_Exercise:_ Beginning with the first line, transcribe the entries below exactly through the line containing "let config = session.generator_config();", inclusive.

++++ Data under study

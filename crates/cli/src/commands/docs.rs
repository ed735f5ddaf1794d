//! `module:docs` and `api:generate-docs`

use super::select_modules;
use crate::Session;
use anyhow::{Context, Result};
use blueprint_codegen::docs::{write_module_docs, write_openapi};
use clap::Args;
use colored::Colorize;
use std::path::PathBuf;

#[derive(Debug, Args)]
pub struct DocsArgs {
    /// Module to document
    pub module: Option<String>,

    /// Document every module
    #[arg(long)]
    pub all: bool,
}

impl DocsArgs {
    pub fn run(&self, session: &Session) -> Result<()> {
        let modules = select_modules(session, self.module.as_deref(), self.all)?;
        if modules.is_empty() {
            println!("No modules found");
            return Ok(());
        }

        let config = session.generator_config();
        for module in &modules {
            let path = write_module_docs(&config, module)
                .with_context(|| format!("Cannot document module '{}'", module))?;
            println!("{} {}", "wrote".green(), path.display());
        }
        Ok(())
    }
}

#[derive(Debug, Args)]
pub struct ApiDocsArgs {
    /// Output file, relative to the app root
    #[arg(long)]
    pub output: Option<PathBuf>,
}

impl ApiDocsArgs {
    pub fn run(&self, session: &Session) -> Result<()> {
        let output = self
            .output
            .clone()
            .unwrap_or_else(|| session.settings.api_docs_path.clone());
        let count = write_openapi(&session.generator_config(), &output)
            .context("Cannot write the OpenAPI document")?;
        println!(
            "{} {} ({} module(s))",
            "wrote".green(),
            output.display(),
            count
        );
        Ok(())
    }
}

++++++++

_Task response:_
filename crates/cli/src/commands/docs.rs
repository ed735f5ddaf1794d
//! `module:docs` and `api:generate-docs`

use super::select_modules;
use crate::Session;
use anyhow::{Context, Result};
use blueprint_codegen::docs::{write_module_docs, write_openapi};
use clap::Args;
use colored::Colorize;
use std::path::PathBuf;

#[derive(Debug, Args)]
pub struct DocsArgs {
    /// Module to document
    pub module: Option<String>,

    /// Document every module
    #[arg(long)]
    pub all: bool,
}

impl DocsArgs {
    pub fn run(&self, session: &Session) -> Result<()> {
        let modules = select_modules(session, self.module.as_deref(), self.all)?;
        if modules.is_empty() {
            println!("No modules found");
            return Ok(());
        }

        let config = session.generator_config();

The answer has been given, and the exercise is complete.